- _TASK BRIEF_
Exact copies of all entries are expected.

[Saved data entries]

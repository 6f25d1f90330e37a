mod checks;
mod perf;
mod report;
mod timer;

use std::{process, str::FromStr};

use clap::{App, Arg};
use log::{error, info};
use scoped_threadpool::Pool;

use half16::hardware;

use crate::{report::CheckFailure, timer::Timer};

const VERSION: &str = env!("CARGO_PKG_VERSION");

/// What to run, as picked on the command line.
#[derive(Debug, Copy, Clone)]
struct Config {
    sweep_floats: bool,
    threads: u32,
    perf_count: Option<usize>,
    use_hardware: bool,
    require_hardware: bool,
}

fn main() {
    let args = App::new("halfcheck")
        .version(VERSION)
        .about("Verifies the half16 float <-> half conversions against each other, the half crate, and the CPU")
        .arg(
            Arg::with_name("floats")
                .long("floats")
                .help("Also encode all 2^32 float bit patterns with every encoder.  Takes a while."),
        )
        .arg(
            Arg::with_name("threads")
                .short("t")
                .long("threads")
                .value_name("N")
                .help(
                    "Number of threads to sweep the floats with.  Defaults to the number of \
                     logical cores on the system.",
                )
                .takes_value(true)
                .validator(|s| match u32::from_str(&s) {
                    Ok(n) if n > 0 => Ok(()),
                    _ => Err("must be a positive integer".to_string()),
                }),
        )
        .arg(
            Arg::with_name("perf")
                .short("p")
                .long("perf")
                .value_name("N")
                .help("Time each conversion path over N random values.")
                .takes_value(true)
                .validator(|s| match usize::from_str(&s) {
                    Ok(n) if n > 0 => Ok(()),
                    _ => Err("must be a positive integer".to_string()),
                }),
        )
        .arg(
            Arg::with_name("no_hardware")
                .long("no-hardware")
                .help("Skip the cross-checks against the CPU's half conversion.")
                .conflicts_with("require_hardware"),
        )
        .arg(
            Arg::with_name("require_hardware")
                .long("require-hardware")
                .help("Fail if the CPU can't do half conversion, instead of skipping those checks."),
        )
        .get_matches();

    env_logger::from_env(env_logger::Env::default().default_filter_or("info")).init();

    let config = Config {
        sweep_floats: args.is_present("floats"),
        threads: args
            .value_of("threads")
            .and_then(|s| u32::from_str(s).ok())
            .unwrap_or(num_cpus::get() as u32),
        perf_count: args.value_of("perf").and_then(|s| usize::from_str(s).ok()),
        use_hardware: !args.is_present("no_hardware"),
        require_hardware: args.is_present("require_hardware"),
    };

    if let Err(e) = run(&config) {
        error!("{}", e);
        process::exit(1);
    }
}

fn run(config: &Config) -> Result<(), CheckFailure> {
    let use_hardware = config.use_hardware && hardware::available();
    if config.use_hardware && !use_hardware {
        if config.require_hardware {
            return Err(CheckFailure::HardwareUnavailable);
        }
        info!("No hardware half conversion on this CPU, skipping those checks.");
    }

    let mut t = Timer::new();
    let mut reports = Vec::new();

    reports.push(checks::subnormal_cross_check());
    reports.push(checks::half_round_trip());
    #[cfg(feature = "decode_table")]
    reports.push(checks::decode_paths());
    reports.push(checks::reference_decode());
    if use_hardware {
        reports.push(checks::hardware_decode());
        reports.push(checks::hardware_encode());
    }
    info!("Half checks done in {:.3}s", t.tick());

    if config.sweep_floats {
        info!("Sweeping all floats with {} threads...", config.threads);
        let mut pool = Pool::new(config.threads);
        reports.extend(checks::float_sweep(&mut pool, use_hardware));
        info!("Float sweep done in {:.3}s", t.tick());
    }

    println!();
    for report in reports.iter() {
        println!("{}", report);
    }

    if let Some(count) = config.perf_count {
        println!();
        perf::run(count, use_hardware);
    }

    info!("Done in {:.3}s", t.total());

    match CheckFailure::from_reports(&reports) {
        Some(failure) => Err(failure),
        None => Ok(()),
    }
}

- _ANSWER TO THE PROBLEM_
repository 6f25d1f90330e37a
mod checks;
mod perf;
mod report;
mod timer;

use std::{process, str::FromStr};

use clap::{App, Arg};
use log::{error, info};
use scoped_threadpool::Pool;

use half16::hardware;

use crate::{report::CheckFailure, timer::Timer};

const VERSION: &str = env!("CARGO_PKG_VERSION");

/// What to run, as picked on the command line.
#[derive(Debug, Copy, Clone)]
struct Config {
    sweep_floats: bool,
    threads: u32,
    perf_count: Option<usize>,
    use_hardware: bool,
    require_hardware: bool,
}

fn main() {
    let args = App::new("halfcheck")
        .version(VERSION)
        .about("Verifies the half16 float <-> half conversions against each other, the half crate, and the CPU")
        .arg(
            Arg::with_name("floats")
                .long("floats")
                .help("Also encode all 2^32 float bit patterns with every encoder.  Takes a while."),
        )
        .arg(
            Arg::with_name("threads")
                .short("t")
                .long("threads")
                .value_name("N")
                .help(
                    "Number of threads to sweep the floats with.  Defaults to the number of \
                     logical cores on the system.",
                )
                .takes_value(true)
                .validator(|s| match u32::from_str(&s) {
                    Ok(n) if n > 0 => Ok(()),
                    _ => Err("must be a positive integer".to_string()),
                }),
        )
        .arg(
            Arg::with_name("perf")
                .short("p")
                .long("perf")
                .value_name("N")
                .help("Time each conversion path over N random values.")
                .takes_value(true)
                .validator(|s| match usize::from_str(&s) {
                    Ok(n) if n > 0 => Ok(()),
                    _ => Err("must be a positive integer".to_string()),
                }),
        )
        .arg(
            Arg::with_name("no_hardware")
                .long("no-hardware")
                .help("Skip the cross-checks against the CPU's half conversion.")
                .conflicts_with("require_hardware"),
        )
        .arg(
            Arg::with_name("require_hardware")
                .long("require-hardware")
                .help("Fail if the CPU can't do half conversion, instead of skipping those checks."),
        )
        .get_matches();

    env_logger::from_env(env_logger::Env::default().default_filter_or("info")).init();

    let config = Config {
        sweep_floats: args.is_present("floats"),
        threads: args
            .value_of("threads")
            .and_then(|s| u32::from_str(s).ok())
            .unwrap_or(num_cpus::get() as u32),
        perf_count: args.value_of("perf").and_then(|s| usize::from_str(s).ok()),
        use_hardware: !args.is_present("no_hardware"),
        require_hardware: args.is_present("require_hardware"),
    };

    if let Err(e) = run(&config) {
        error!("{}", e);
        process::exit(1);
    }
}

fn run(config: &Config) -> Result<(), CheckFailure> {
    let use_hardware = config.use_hardware && hardware::available();
    if config.use_hardware && !use_hardware {
        if config.require_hardware {
            return Err(CheckFailure::HardwareUnavailable);
        }
        info!("No hardware half conversion on this CPU, skipping those checks.");
    }

    let mut t = Timer::new();
    let mut reports = Vec::new();

    reports.push(checks::subnormal_cross_check());
    reports.push(checks::half_round_trip());
    #[cfg(feature = "decode_table")]
    reports.push(checks::decode_paths());
    reports.push(checks::reference_decode());
    if use_hardware {
        reports.push(checks::hardware_decode());
        reports.push(checks::hardware_encode());
    }
    info!("Half checks done in {:.3}s", t.tick());

    if config.sweep_floats {
        info!("Sweeping all floats with {} threads...", config.threads);
        let mut pool = Pool::new(config.threads);
        reports.extend(checks::float_sweep(&mut pool, use_hardware));
        info!("Float sweep done in {:.3}s", t.tick());
    }

    println!();
    for report in reports.iter() {
        println!("{}", report);
    }

    if let Some(count) = config.perf_count {
        println!();
        perf::run(count, use_hardware);
    }

    info!("Done in {:.3}s", t.total());

    match CheckFailure::from_reports(&reports) {
        Some(failure) => Err(failure),
        None => Ok(()),
    }
}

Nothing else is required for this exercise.